Collected data entries

______________________________

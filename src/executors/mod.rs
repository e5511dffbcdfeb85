// Module: Executors
// One implementation per action kind. The dispatcher picks the executor
// through `can_handle`, so adding a kind (e.g. grpc) is a new file here.

pub mod http;
pub mod script;

use async_trait::async_trait;
use tokio_util::sync::CancellationToken;

use crate::config::{ActionConfig, ActionKind};
use crate::protocol::{Delivery, ExecutionResult, RenderedParams};

/// Contract every action executor fulfills. Executors never fail out of
/// band: anything that goes wrong becomes a failed `ExecutionResult` so the
/// delivery is always closed upstream.
#[async_trait]
pub trait ActionExecutor: Send + Sync {
    /// Whether this executor runs actions of the given kind.
    fn can_handle(&self, kind: ActionKind) -> bool;

    /// Run the action for one delivery with the rendered parameters.
    async fn execute(
        &self,
        action: &ActionConfig,
        delivery: &Delivery,
        params: &RenderedParams,
        cancel: &CancellationToken,
    ) -> ExecutionResult;
}
/// One locally configured automation.
#[derive(Debug, Clone, Deserialize)]
pub struct ActionConfig {
    /// Slug, unique among loaded actions.
    pub id: String,
    #[serde(default)]
    pub name: String,
    #[serde(default)]
    pub description: String,
    pub kind: ActionKind,
    /// Event types that activate this action.
    #[serde(default)]
    pub triggers: Vec<String>,
    /// When set, the delivery's action slug must equal this to match.
    #[serde(default)]
    pub action_filter: Option<String>,
    #[serde(default)]
    pub timeout_sec: Option<u64>,
    /// Parameter key -> template string, rendered per delivery.
    #[serde(default)]
    pub parameter_map: BTreeMap<String, String>,
    /// UI schema advertised upstream for callable actions.
    #[serde(default)]
    pub parameter_defs: Vec<ParameterDef>,
    #[serde(default)]
    pub env: BTreeMap<String, String>,
    #[serde(default)]
    pub flags: BTreeMap<String, String>,
    #[serde(default)]
    pub args: Vec<String>,
    #[serde(default)]
    pub source: ScriptSource,
    /// Script actions: path on disk (local) or path inside the repo (git).
    #[serde(default)]
    pub script_path: Option<String>,
    #[serde(default)]
    pub git_options: Option<GitOptions>,
    #[serde(default)]
    pub http_spec: Option<HttpSpec>,
    /// Optional files the captured streams are mirrored into.
    #[serde(default)]
    pub stdout: Option<PathBuf>,
    #[serde(default)]
    pub stderr: Option<PathBuf>,
}

#[derive(Debug, Clone, Copy, PartialEq, Eq, Deserialize)]
#[serde(rename_all = "lowercase")]
pub enum ActionKind {
    Script,
    Http,
}

impl ActionKind {
    pub fn as_str(&self) -> &'static str {
        match self {
            Self::Script => "script",
            Self::Http => "http",
        }
    }
}

#[derive(Debug, Clone, Copy, Default, PartialEq, Eq, Deserialize)]
#[serde(rename_all = "lowercase")]
pub enum ScriptSource {
    #[default]
    Local,
    Git,
}

/// Git checkout an action's script is served from.
#[derive(Debug, Clone, Deserialize)]
pub struct GitOptions {
    pub url: String,
    #[serde(default = "default_branch")]
    pub branch: String,
    #[serde(default)]
    pub private_key_path: Option<PathBuf>,
    #[serde(default)]
    pub key_passphrase: Option<String>,
    /// Minimum seconds between pulls of this repository.
    #[serde(default = "default_git_poll_interval")]
    pub poll_interval_sec: u64,
}

/// Templated request of an HTTP action. Every string is a template.
#[derive(Debug, Clone, Deserialize)]
pub struct HttpSpec {
    pub url: String,
    #[serde(default)]
    pub method: Option<String>,
    #[serde(default)]
    pub headers: BTreeMap<String, String>,
    /// Extra query parameters overlaid on the rendered URL.
    #[serde(default)]
    pub params: BTreeMap<String, String>,
    #[serde(default)]
    pub body: String,
}

impl ActionConfig {
    /// Callable actions surface as buttons upstream: at least one trigger is
    /// in the `action_triggered` family and the action has a display name.
    pub fn is_callable(&self) -> bool {
        !self.name.is_empty() && self.triggers.iter().any(|t| event_implies_action(t))
    }

    pub fn action_type(&self) -> &'static str {
        if self.is_callable() {
            "callable"
        } else {
            "automatic"
        }
    }

    /// Effective timeout in seconds with the kind-specific default.
    pub fn effective_timeout(&self, security: &SecurityConfig) -> u64 {
        match self.timeout_sec {
            Some(t) if t > 0 => t,
            _ => match self.kind {
                ActionKind::Script => security.script_timeout,
                ActionKind::Http => default_http_timeout(),
            },
        }
    }
}

/// One validation finding. Validation collects all of them instead of
/// stopping at the first, so an operator fixes the file in one pass.
#[derive(Debug, Error, PartialEq, Eq)]
pub enum ConfigError {
    #[error("upstream.base_url is empty")]
    EmptyBaseUrl,

    #[error("upstream.token is empty")]
    EmptyToken,

    #[error("poller.interval_ms must be at least 100 (got {0})")]
    IntervalTooShort(u64),

    #[error("pool.min_workers must be at least 1")]
    NoWorkers,

    #[error("pool.max_workers ({max}) is below pool.min_workers ({min})")]
    WorkerBoundsInverted { min: usize, max: usize },

    #[error("pool.queue_size must be at least 1")]
    EmptyQueue,

    #[error("action '{id}': id does not match ^[a-z0-9][a-z0-9_.-]*[a-z0-9]$")]
    InvalidActionId { id: String },

    #[error("action '{id}': duplicate id")]
    DuplicateActionId { id: String },

    #[error("action '{id}': at least one trigger is required")]
    NoTriggers { id: String },

    #[error("action '{id}': trigger '{trigger}' is empty or blank")]
    BlankTrigger { id: String, trigger: String },

    #[error("action '{id}': script actions need a non-empty script_path")]
    MissingScriptPath { id: String },

    #[error("action '{id}': http actions need an http_spec with a url")]
    MissingHttpSpec { id: String },

    #[error("action '{id}': git-sourced actions need git_options with a url")]
    MissingGitOptions { id: String },

    #[error("action '{id}': timeout_sec must be at least 1")]
    TimeoutTooShort { id: String },

    #[error(
        "action '{id}': mixes callable triggers ({callable}) with automatic \
         triggers ({automatic}); an action is one or the other"
    )]
    MixedTriggers {
        id: String,
        callable: String,
        automatic: String,
    },

    #[error("action '{id}': callable actions (trigger '{trigger}') need a display name")]
    CallableWithoutName { id: String, trigger: String },
}

/// Read and parse the configuration file. Validation is a separate step so
/// the `check` subcommand can print every finding.
pub fn load(path: &Path) -> Result<AgentConfig> {
    let content = fs::read_to_string(path)
        .with_context(|| format!("failed to read config file {}", path.display()))?;
    let config: AgentConfig = serde_json::from_str(&content)
        .with_context(|| format!("failed to parse config file {}", path.display()))?;
    Ok(config)
}

impl AgentConfig {
    /// Check every invariant the engine relies on. Returns all findings.
    pub fn validate(&self) -> Vec<ConfigError> {
        let mut findings = Vec::new();

        if self.upstream.base_url.trim().is_empty() {
            findings.push(ConfigError::EmptyBaseUrl);
        }
        if self.upstream.token.trim().is_empty() {
            findings.push(ConfigError::EmptyToken);
        }
        if self.poller.interval_ms < 100 {
            findings.push(ConfigError::IntervalTooShort(self.poller.interval_ms));
        }
        if self.pool.min_workers == 0 {
            findings.push(ConfigError::NoWorkers);
        }
        if self.pool.max_workers < self.pool.min_workers {
            findings.push(ConfigError::WorkerBoundsInverted {
                min: self.pool.min_workers,
                max: self.pool.max_workers,
            });
        }
        if self.pool.queue_size == 0 {
            findings.push(ConfigError::EmptyQueue);
        }

        let mut seen: HashSet<&str> = HashSet::new();
        for action in &self.actions {
            if !ACTION_ID_RE.is_match(&action.id) {
                findings.push(ConfigError::InvalidActionId {
                    id: action.id.clone(),
                });
            }
            if !seen.insert(action.id.as_str()) {
                findings.push(ConfigError::DuplicateActionId {
                    id: action.id.clone(),
                });
            }
            self.validate_action(action, &mut findings);
        }

        findings
    }

    fn validate_action(&self, action: &ActionConfig, findings: &mut Vec<ConfigError>) {
        if action.triggers.is_empty() {
            findings.push(ConfigError::NoTriggers {
                id: action.id.clone(),
            });
        }
        for trigger in &action.triggers {
            if trigger.trim().is_empty() {
                findings.push(ConfigError::BlankTrigger {
                    id: action.id.clone(),
                    trigger: trigger.clone(),
                });
            }
        }

        // An action is callable or automatic, never both.
        let callable: Vec<&str> = action
            .triggers
            .iter()
            .filter(|t| event_implies_action(t))
            .map(String::as_str)
            .collect();
        let automatic: Vec<&str> = action
            .triggers
            .iter()
            .filter(|t| !t.trim().is_empty() && !event_implies_action(t))
            .map(String::as_str)
            .collect();
        if !callable.is_empty() && !automatic.is_empty() {
            findings.push(ConfigError::MixedTriggers {
                id: action.id.clone(),
                callable: callable.join(", "),
                automatic: automatic.join(", "),
            });
        }
        if !callable.is_empty() && action.name.trim().is_empty() {
            findings.push(ConfigError::CallableWithoutName {
                id: action.id.clone(),
                trigger: callable[0].to_string(),
            });
        }

        if let Some(timeout) = action.timeout_sec {
            if timeout < 1 {
                findings.push(ConfigError::TimeoutTooShort {
                    id: action.id.clone(),
                });
            }
        }

        match action.kind {
            ActionKind::Script => {
                let missing = action
                    .script_path
                    .as_deref()
                    .map_or(true, |p| p.trim().is_empty());
                if missing {
                    findings.push(ConfigError::MissingScriptPath {
                        id: action.id.clone(),
                    });
                }
                if action.source == ScriptSource::Git {
                    let missing_git = action
                        .git_options
                        .as_ref()
                        .map_or(true, |g| g.url.trim().is_empty());
                    if missing_git {
                        findings.push(ConfigError::MissingGitOptions {
                            id: action.id.clone(),
                        });
                    }
                }
            }
            ActionKind::Http => {
                let missing = action
                    .http_spec
                    .as_ref()
                    .map_or(true, |s| s.url.trim().is_empty());
                if missing {
                    findings.push(ConfigError::MissingHttpSpec {
                        id: action.id.clone(),
                    });
                }
            }
        }
    }
}
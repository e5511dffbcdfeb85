// Module: Errors
// Domain errors for the upstream transport, template rendering and the git
// source manager. Configuration findings live in `config`.

use thiserror::Error;

/// Errors surfaced by the upstream HTTP client.
#[derive(Debug, Error)]
pub enum UpstreamError {
    /// Connection, DNS, TLS or body-read failure.
    #[error("transport error: {0}")]
    Transport(#[from] reqwest::Error),

    /// Non-success status after retries were exhausted or skipped.
    #[error("upstream returned {status}: {body}")]
    Status { status: u16, body: String },

    /// A 2xx response whose body did not match the expected shape.
    #[error("failed to decode upstream response: {0}")]
    Decode(String),
}

impl UpstreamError {
    /// Retriable: transport failures, 429 and any 5xx. Other 4xx statuses
    /// and decode failures are final for the call.
    pub fn is_retriable(&self) -> bool {
        match self {
            Self::Transport(_) => true,
            Self::Status { status, .. } => *status == 429 || *status >= 500,
            Self::Decode(_) => false,
        }
    }
}

/// Errors produced while parsing or evaluating a template expression.
/// An unresolved variable is not an error; it renders as nil.
#[derive(Debug, Error, PartialEq, Eq)]
pub enum TemplateError {
    #[error("unknown filter '{0}'")]
    UnknownFilter(String),

    #[error("filter '{filter}' expects {expected}")]
    BadFilterArg { filter: String, expected: String },

    #[error("malformed template expression '{0}'")]
    Malformed(String),
}

/// Errors from the git-backed script source.
#[derive(Debug, Error)]
pub enum GitError {
    #[error(transparent)]
    Git(#[from] git2::Error),

    #[error(transparent)]
    Io(#[from] std::io::Error),

    /// A script path resolved outside its repository checkout.
    #[error("script path '{path}' escapes the repository checkout '{root}'")]
    PathEscape { path: String, root: String },

    /// Lock or pull was requested for a URL never downloaded.
    #[error("no repository registered for '{url}'")]
    UnknownRepo { url: String },
}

______________________________

*YOUR GOAL*. Without changing anything, quote the lines from the top of the data to the line that contains "always closed upstream.", including that line.

*ANSWER TO THE EXERCISE*.
filename src/executors/mod.rs
repository e5511dffbcdfeb85
// Module: Executors
// One implementation per action kind. The dispatcher picks the executor
// through `can_handle`, so adding a kind (e.g. grpc) is a new file here.

pub mod http;
pub mod script;

use async_trait::async_trait;
use tokio_util::sync::CancellationToken;

use crate::config::{ActionConfig, ActionKind};
use crate::protocol::{Delivery, ExecutionResult, RenderedParams};

/// Contract every action executor fulfills. Executors never fail out of
/// band: anything that goes wrong becomes a failed `ExecutionResult` so the
/// delivery is always closed upstream.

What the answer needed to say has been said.